What to produce: Below are some records; write them all out again exactly.

[Stored data]
┄┄┄┄┄┄
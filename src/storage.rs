//! Narrow key-value persistence used by the library and preferences.
//!
//! The pipeline never touches storage; only [`crate::library::Library`] and
//! [`crate::preferences::Preferences`] do, through this trait.

use std::collections::HashMap;
use std::path::{Path, PathBuf};
use std::sync::Mutex;

use crate::error::{EchoLeafError, Result};

pub trait KeyValueStore: Send + Sync {
    fn read(&self, key: &str) -> Result<Option<String>>;
    fn write(&self, key: &str, value: &str) -> Result<()>;
}

/// One file per key under a data directory (`<dir>/<key>.json`).
#[derive(Debug, Clone)]
pub struct FileStore {
    dir: PathBuf,
}

impl FileStore {
    pub fn new(dir: impl Into<PathBuf>) -> Self {
        Self { dir: dir.into() }
    }

    pub fn dir(&self) -> &Path {
        &self.dir
    }

    fn path_for(&self, key: &str) -> Result<PathBuf> {
        let valid = !key.is_empty()
            && key
                .chars()
                .all(|c| c.is_ascii_alphanumeric() || c == '_' || c == '-');
        if !valid {
            return Err(EchoLeafError::Storage {
                message: format!("invalid storage key '{}'", key),
            });
        }
        Ok(self.dir.join(format!("{key}.json")))
    }
}

impl KeyValueStore for FileStore {
    fn read(&self, key: &str) -> Result<Option<String>> {
        let path = self.path_for(key)?;
        match std::fs::read_to_string(&path) {
            Ok(content) => Ok(Some(content)),
            Err(e) if e.kind() == std::io::ErrorKind::NotFound => Ok(None),
            Err(e) => Err(EchoLeafError::Storage {
                message: format!("failed to read {}: {}", path.display(), e),
            }),
        }
    }

    fn write(&self, key: &str, value: &str) -> Result<()> {
        let path = self.path_for(key)?;
        std::fs::create_dir_all(&self.dir)?;
        // Write-then-rename so a crash never leaves a truncated file behind
        let tmp = path.with_extension("json.tmp");
        std::fs::write(&tmp, value).map_err(|e| EchoLeafError::Storage {
            message: format!("failed to write {}: {}", tmp.display(), e),
        })?;
        std::fs::rename(&tmp, &path).map_err(|e| EchoLeafError::Storage {
            message: format!("failed to replace {}: {}", path.display(), e),
        })?;
        Ok(())
    }
}

/// In-process store, used by tests and ephemeral sessions.
#[derive(Debug, Default)]
pub struct MemoryStore {
    entries: Mutex<HashMap<String, String>>,
}

impl MemoryStore {
    pub fn new() -> Self {
        Self::default()
    }
}

impl KeyValueStore for MemoryStore {
    fn read(&self, key: &str) -> Result<Option<String>> {
        let entries = self.entries.lock().map_err(|_| EchoLeafError::Storage {
            message: "memory store lock poisoned".to_string(),
        })?;
        Ok(entries.get(key).cloned())
    }

    fn write(&self, key: &str, value: &str) -> Result<()> {
        let mut entries = self.entries.lock().map_err(|_| EchoLeafError::Storage {
            message: "memory store lock poisoned".to_string(),
        })?;
        entries.insert(key.to_string(), value.to_string());
        Ok(())
    }
}
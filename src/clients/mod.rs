pub mod gemini;
pub mod traits;

pub use gemini::GeminiClient;
pub use traits::{
    GenerationBackend, GenerationRequest, GenerationResponse, Part, Turn, UpstreamError,
};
┄┄┄┄┄┄
Finished task:
filename src/storage.rs
//! Narrow key-value persistence used by the library and preferences.
//!
//! The pipeline never touches storage; only [`crate::library::Library`] and
//! [`crate::preferences::Preferences`] do, through this trait.

use std::collections::HashMap;
use std::path::{Path, PathBuf};
use std::sync::Mutex;

use crate::error::{EchoLeafError, Result};

pub trait KeyValueStore: Send + Sync {
    fn read(&self, key: &str) -> Result<Option<String>>;
    fn write(&self, key: &str, value: &str) -> Result<()>;
}

/// One file per key under a data directory (`<dir>/<key>.json`).
#[derive(Debug, Clone)]
pub struct FileStore {
    dir: PathBuf,
}

impl FileStore {
    pub fn new(dir: impl Into<PathBuf>) -> Self {
        Self { dir: dir.into() }
    }

    pub fn dir(&self) -> &Path {
        &self.dir
    }

    fn path_for(&self, key: &str) -> Result<PathBuf> {
        let valid = !key.is_empty()
            && key
                .chars()
                .all(|c| c.is_ascii_alphanumeric() || c == '_' || c == '-');
        if !valid {
            return Err(EchoLeafError::Storage {
                message: format!("invalid storage key '{}'", key),
            });
        }
        Ok(self.dir.join(format!("{key}.json")))
    }
}

impl KeyValueStore for FileStore {
    fn read(&self, key: &str) -> Result<Option<String>> {
        let path = self.path_for(key)?;
        match std::fs::read_to_string(&path) {
            Ok(content) => Ok(Some(content)),
            Err(e) if e.kind() == std::io::ErrorKind::NotFound => Ok(None),
            Err(e) => Err(EchoLeafError::Storage {
                message: format!("failed to read {}: {}", path.display(), e),
            }),
        }
    }

    fn write(&self, key: &str, value: &str) -> Result<()> {
        let path = self.path_for(key)?;
        std::fs::create_dir_all(&self.dir)?;
        // Write-then-rename so a crash never leaves a truncated file behind
        let tmp = path.with_extension("json.tmp");
        std::fs::write(&tmp, value).map_err(|e| EchoLeafError::Storage {
            message: format!("failed to write {}: {}", tmp.display(), e),
        })?;
        std::fs::rename(&tmp, &path).map_err(|e| EchoLeafError::Storage {
            message: format!("failed to replace {}: {}", path.display(), e),
        })?;
        Ok(())
    }
}

/// In-process store, used by tests and ephemeral sessions.
#[derive(Debug, Default)]
pub struct MemoryStore {
    entries: Mutex<HashMap<String, String>>,
}

impl MemoryStore {
    pub fn new() -> Self {
        Self::default()
    }
}

impl KeyValueStore for MemoryStore {
    fn read(&self, key: &str) -> Result<Option<String>> {
        let entries = self.entries.lock().map_err(|_| EchoLeafError::Storage {
            message: "memory store lock poisoned".to_string(),
        })?;
        Ok(entries.get(key).cloned())
    }

    fn write(&self, key: &str, value: &str) -> Result<()> {
        let mut entries = self.entries.lock().map_err(|_| EchoLeafError::Storage {
            message: "memory store lock poisoned".to_string(),
        })?;
        entries.insert(key.to_string(), value.to_string());
        Ok(())
    }
}
filename src/clients/mod.rs
pub mod gemini;
pub mod traits;

pub use gemini::GeminiClient;
pub use traits::{
    GenerationBackend, GenerationRequest, GenerationResponse, Part, Turn, UpstreamError,
};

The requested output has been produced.